**WHAT YOU NEED TO DO**:
Restating the records exactly is the whole task.

Records excerpted from a collection:

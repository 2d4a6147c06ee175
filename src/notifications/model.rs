use serde::{Deserialize, Serialize};
use serde_json::Value;
use sqlx::FromRow;
use time::{Duration, OffsetDateTime};
use uuid::Uuid;

use crate::error::ApiError;

pub const DEFAULT_ICON: &str = "notifications-outline";
pub const DEFAULT_LIFETIME: Duration = Duration::days(30);

#[derive(Debug, Clone, Copy, Default, PartialEq, Eq, Serialize, Deserialize)]
#[serde(rename_all = "lowercase")]
pub enum NotificationKind {
    #[default]
    General,
    Appointment,
    Medication,
    Health,
    System,
}

impl NotificationKind {
    pub fn as_str(self) -> &'static str {
        match self {
            NotificationKind::General => "general",
            NotificationKind::Appointment => "appointment",
            NotificationKind::Medication => "medication",
            NotificationKind::Health => "health",
            NotificationKind::System => "system",
        }
    }
}

#[derive(Debug, thiserror::Error)]
#[error("unknown notification type `{0}`")]
pub struct UnknownKind(String);

impl TryFrom<String> for NotificationKind {
    type Error = UnknownKind;

    fn try_from(raw: String) -> Result<Self, Self::Error> {
        match raw.as_str() {
            "general" => Ok(NotificationKind::General),
            "appointment" => Ok(NotificationKind::Appointment),
            "medication" => Ok(NotificationKind::Medication),
            "health" => Ok(NotificationKind::Health),
            "system" => Ok(NotificationKind::System),
            _ => Err(UnknownKind(raw)),
        }
    }
}

#[derive(Debug, Clone, Serialize, FromRow)]
#[serde(rename_all = "camelCase")]
pub struct Notification {
    #[serde(rename = "_id")]
    pub id: Uuid,
    pub user_id: Uuid,
    pub title: String,
    pub description: String,
    pub icon: String,
    pub is_read: bool,
    #[serde(rename = "type")]
    #[sqlx(try_from = "String")]
    pub kind: NotificationKind,
    pub action_data: Option<Value>,
    #[serde(with = "time::serde::rfc3339")]
    pub expires_at: OffsetDateTime,
    #[serde(with = "time::serde::rfc3339")]
    pub created_at: OffsetDateTime,
    #[serde(with = "time::serde::rfc3339")]
    pub updated_at: OffsetDateTime,
}

/// Wire shape: the stored record plus a display-ready age.
#[derive(Debug, Serialize)]
pub struct NotificationView {
    #[serde(flatten)]
    pub notification: Notification,
    pub time: String,
}

impl NotificationView {
    pub fn at(notification: Notification, now: OffsetDateTime) -> Self {
        let time = relative_time(notification.created_at, now);
        Self { notification, time }
    }
}

/// "3d ago", "2h ago", "5m ago" or "Just now", using the largest whole unit.
pub fn relative_time(created_at: OffsetDateTime, now: OffsetDateTime) -> String {
    let elapsed = (now - created_at).abs();
    let days = elapsed.whole_days();
    let hours = elapsed.whole_hours() % 24;
    let minutes = elapsed.whole_minutes() % 60;

    if days > 0 {
        format!("{days}d ago")
    } else if hours > 0 {
        format!("{hours}h ago")
    } else if minutes > 0 {
        format!("{minutes}m ago")
    } else {
        "Just now".to_string()
    }
}

/// Notification fields as submitted by a client.
#[derive(Debug, Default, Deserialize)]
#[serde(rename_all = "camelCase")]
pub struct NotificationInput {
    pub user_id: Option<Uuid>,
    pub title: Option<String>,
    pub description: Option<String>,
    pub icon: Option<String>,
    #[serde(rename = "type")]
    pub kind: Option<NotificationKind>,
    pub action_data: Option<Value>,
    #[serde(default, with = "time::serde::rfc3339::option")]
    pub expires_at: Option<OffsetDateTime>,
}

/// Fully-defaulted notification ready for insertion.
#[derive(Debug, Clone, PartialEq)]
pub struct NewNotification {
    pub user_id: Uuid,
    pub title: String,
    pub description: String,
    pub icon: String,
    pub kind: NotificationKind,
    pub action_data: Option<Value>,
    pub expires_at: OffsetDateTime,
}

fn non_blank(value: Option<String>) -> Option<String> {
    value
        .map(|v| v.trim().to_string())
        .filter(|v| !v.is_empty())
}

impl NotificationInput {
    /// Resolves defaults for a recipient chosen by the caller. `user_id` in the
    /// body is ignored when `recipient` is given.
    pub fn resolve(
        self,
        recipient: Option<Uuid>,
        now: OffsetDateTime,
        missing: &'static str,
    ) -> Result<NewNotification, ApiError> {
        let user_id = recipient.or(self.user_id);
        let (Some(user_id), Some(title), Some(description)) =
            (user_id, non_blank(self.title), non_blank(self.description))
        else {
            return Err(ApiError::bad_request(missing));
        };

        Ok(NewNotification {
            user_id,
            title,
            description,
            icon: non_blank(self.icon).unwrap_or_else(|| DEFAULT_ICON.to_string()),
            kind: self.kind.unwrap_or_default(),
            action_data: self.action_data.filter(|v| !v.is_null()),
            expires_at: self.expires_at.unwrap_or(now + DEFAULT_LIFETIME),
        })
    }
}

**TASK RESPONSE**:
repository 2d4a6147c06ee175
filename src/notifications/model.rs
use serde::{Deserialize, Serialize};
use serde_json::Value;
use sqlx::FromRow;
use time::{Duration, OffsetDateTime};
use uuid::Uuid;

use crate::error::ApiError;

pub const DEFAULT_ICON: &str = "notifications-outline";
pub const DEFAULT_LIFETIME: Duration = Duration::days(30);

#[derive(Debug, Clone, Copy, Default, PartialEq, Eq, Serialize, Deserialize)]
#[serde(rename_all = "lowercase")]
pub enum NotificationKind {
    #[default]
    General,
    Appointment,
    Medication,
    Health,
    System,
}

impl NotificationKind {
    pub fn as_str(self) -> &'static str {
        match self {
            NotificationKind::General => "general",
            NotificationKind::Appointment => "appointment",
            NotificationKind::Medication => "medication",
            NotificationKind::Health => "health",
            NotificationKind::System => "system",
        }
    }
}

#[derive(Debug, thiserror::Error)]
#[error("unknown notification type `{0}`")]
pub struct UnknownKind(String);

impl TryFrom<String> for NotificationKind {
    type Error = UnknownKind;

    fn try_from(raw: String) -> Result<Self, Self::Error> {
        match raw.as_str() {
            "general" => Ok(NotificationKind::General),
            "appointment" => Ok(NotificationKind::Appointment),
            "medication" => Ok(NotificationKind::Medication),
            "health" => Ok(NotificationKind::Health),
            "system" => Ok(NotificationKind::System),
            _ => Err(UnknownKind(raw)),
        }
    }
}

#[derive(Debug, Clone, Serialize, FromRow)]
#[serde(rename_all = "camelCase")]
pub struct Notification {
    #[serde(rename = "_id")]
    pub id: Uuid,
    pub user_id: Uuid,
    pub title: String,
    pub description: String,
    pub icon: String,
    pub is_read: bool,
    #[serde(rename = "type")]
    #[sqlx(try_from = "String")]
    pub kind: NotificationKind,
    pub action_data: Option<Value>,
    #[serde(with = "time::serde::rfc3339")]
    pub expires_at: OffsetDateTime,
    #[serde(with = "time::serde::rfc3339")]
    pub created_at: OffsetDateTime,
    #[serde(with = "time::serde::rfc3339")]
    pub updated_at: OffsetDateTime,
}

/// Wire shape: the stored record plus a display-ready age.
#[derive(Debug, Serialize)]
pub struct NotificationView {
    #[serde(flatten)]
    pub notification: Notification,
    pub time: String,
}

impl NotificationView {
    pub fn at(notification: Notification, now: OffsetDateTime) -> Self {
        let time = relative_time(notification.created_at, now);
        Self { notification, time }
    }
}

/// "3d ago", "2h ago", "5m ago" or "Just now", using the largest whole unit.
pub fn relative_time(created_at: OffsetDateTime, now: OffsetDateTime) -> String {
    let elapsed = (now - created_at).abs();
    let days = elapsed.whole_days();
    let hours = elapsed.whole_hours() % 24;
    let minutes = elapsed.whole_minutes() % 60;

    if days > 0 {
        format!("{days}d ago")
    } else if hours > 0 {
        format!("{hours}h ago")
    } else if minutes > 0 {
        format!("{minutes}m ago")
    } else {
        "Just now".to_string()
    }
}

/// Notification fields as submitted by a client.
#[derive(Debug, Default, Deserialize)]
#[serde(rename_all = "camelCase")]
pub struct NotificationInput {
    pub user_id: Option<Uuid>,
    pub title: Option<String>,
    pub description: Option<String>,
    pub icon: Option<String>,
    #[serde(rename = "type")]
    pub kind: Option<NotificationKind>,
    pub action_data: Option<Value>,
    #[serde(default, with = "time::serde::rfc3339::option")]
    pub expires_at: Option<OffsetDateTime>,
}

/// Fully-defaulted notification ready for insertion.
#[derive(Debug, Clone, PartialEq)]
pub struct NewNotification {
    pub user_id: Uuid,
    pub title: String,
    pub description: String,
    pub icon: String,
    pub kind: NotificationKind,
    pub action_data: Option<Value>,
    pub expires_at: OffsetDateTime,
}

fn non_blank(value: Option<String>) -> Option<String> {
    value
        .map(|v| v.trim().to_string())
        .filter(|v| !v.is_empty())
}

impl NotificationInput {
    /// Resolves defaults for a recipient chosen by the caller. `user_id` in the
    /// body is ignored when `recipient` is given.
    pub fn resolve(
        self,
        recipient: Option<Uuid>,
        now: OffsetDateTime,
        missing: &'static str,
    ) -> Result<NewNotification, ApiError> {
        let user_id = recipient.or(self.user_id);
        let (Some(user_id), Some(title), Some(description)) =
            (user_id, non_blank(self.title), non_blank(self.description))
        else {
            return Err(ApiError::bad_request(missing));
        };

        Ok(NewNotification {
            user_id,
            title,
            description,
            icon: non_blank(self.icon).unwrap_or_else(|| DEFAULT_ICON.to_string()),
            kind: self.kind.unwrap_or_default(),
            action_data: self.action_data.filter(|v| !v.is_null()),
            expires_at: self.expires_at.unwrap_or(now + DEFAULT_LIFETIME),
        })
    }
}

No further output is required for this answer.